### Problem description
Please retype the listing below, matching every line exactly.

### Task inputs
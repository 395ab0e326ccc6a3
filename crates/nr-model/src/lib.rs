//! `nr-model` - Compiled model container parsing for npu-runtime.
//!
//! Models arrive as FlatBuffers files carrying the `TFL3` identifier, the
//! format the accelerator toolchain emits. This crate reads them without
//! generated schema code:
//! - `flatbuf` walks the raw FlatBuffers structures with bounds checks
//! - `reader` memory-maps a file and extracts the I/O tensor descriptors
//! - `tensor_info` is the descriptor type those extractions produce
//! - `writer` builds small synthetic containers for tests and fixtures

pub mod error;
pub mod flatbuf;
pub mod reader;
mod schema;
pub mod tensor_info;
pub mod writer;

// Re-export primary types at the crate root for convenience.
pub use error::{ModelError, Result};
pub use reader::{ModelFile, NPU_CUSTOM_OP};
pub use tensor_info::TensorInfo;
pub use writer::{quantized_classifier, ModelBuilder};
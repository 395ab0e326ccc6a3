use thiserror::Error;

#[derive(Error, Debug)]
pub enum ModelError {
    #[error("IO error: {0}")]
    Io(#[from] std::io::Error),
    #[error("invalid file identifier: expected 'TFL3', got {0:?}")]
    InvalidIdentifier([u8; 4]),
    #[error("unsupported schema version: {0}")]
    UnsupportedVersion(u32),
    #[error("malformed model: {0}")]
    Malformed(String),
    #[error("unsupported element type code {code} for tensor {tensor}")]
    UnsupportedElemType { code: i8, tensor: String },
    #[error("invalid dimension {dim} for tensor {tensor}")]
    InvalidDimension { tensor: String, dim: i64 },
    #[error("tensor error: {0}")]
    Tensor(#[from] nr_tensor::TensorError),
}

pub type Result<T> = std::result::Result<T, ModelError>;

### Response area
repository 395ab0e326ccc6a3
filename crates/nr-model/src/lib.rs
//! `nr-model` - Compiled model container parsing for npu-runtime.
//!
//! Models arrive as FlatBuffers files carrying the `TFL3` identifier, the
//! format the accelerator toolchain emits. This crate reads them without
//! generated schema code:
//! - `flatbuf` walks the raw FlatBuffers structures with bounds checks
//! - `reader` memory-maps a file and extracts the I/O tensor descriptors
//! - `tensor_info` is the descriptor type those extractions produce
//! - `writer` builds small synthetic containers for tests and fixtures

pub mod error;
pub mod flatbuf;
pub mod reader;
mod schema;
pub mod tensor_info;
pub mod writer;

// Re-export primary types at the crate root for convenience.
pub use error::{ModelError, Result};
pub use reader::{ModelFile, NPU_CUSTOM_OP};
pub use tensor_info::TensorInfo;
pub use writer::{quantized_classifier, ModelBuilder};
repository 395ab0e326ccc6a3
use thiserror::Error;

#[derive(Error, Debug)]
pub enum ModelError {
    #[error("IO error: {0}")]
    Io(#[from] std::io::Error),
    #[error("invalid file identifier: expected 'TFL3', got {0:?}")]
    InvalidIdentifier([u8; 4]),
    #[error("unsupported schema version: {0}")]
    UnsupportedVersion(u32),
    #[error("malformed model: {0}")]
    Malformed(String),
    #[error("unsupported element type code {code} for tensor {tensor}")]
    UnsupportedElemType { code: i8, tensor: String },
    #[error("invalid dimension {dim} for tensor {tensor}")]
    InvalidDimension { tensor: String, dim: i64 },
    #[error("tensor error: {0}")]
    Tensor(#[from] nr_tensor::TensorError),
}

pub type Result<T> = std::result::Result<T, ModelError>;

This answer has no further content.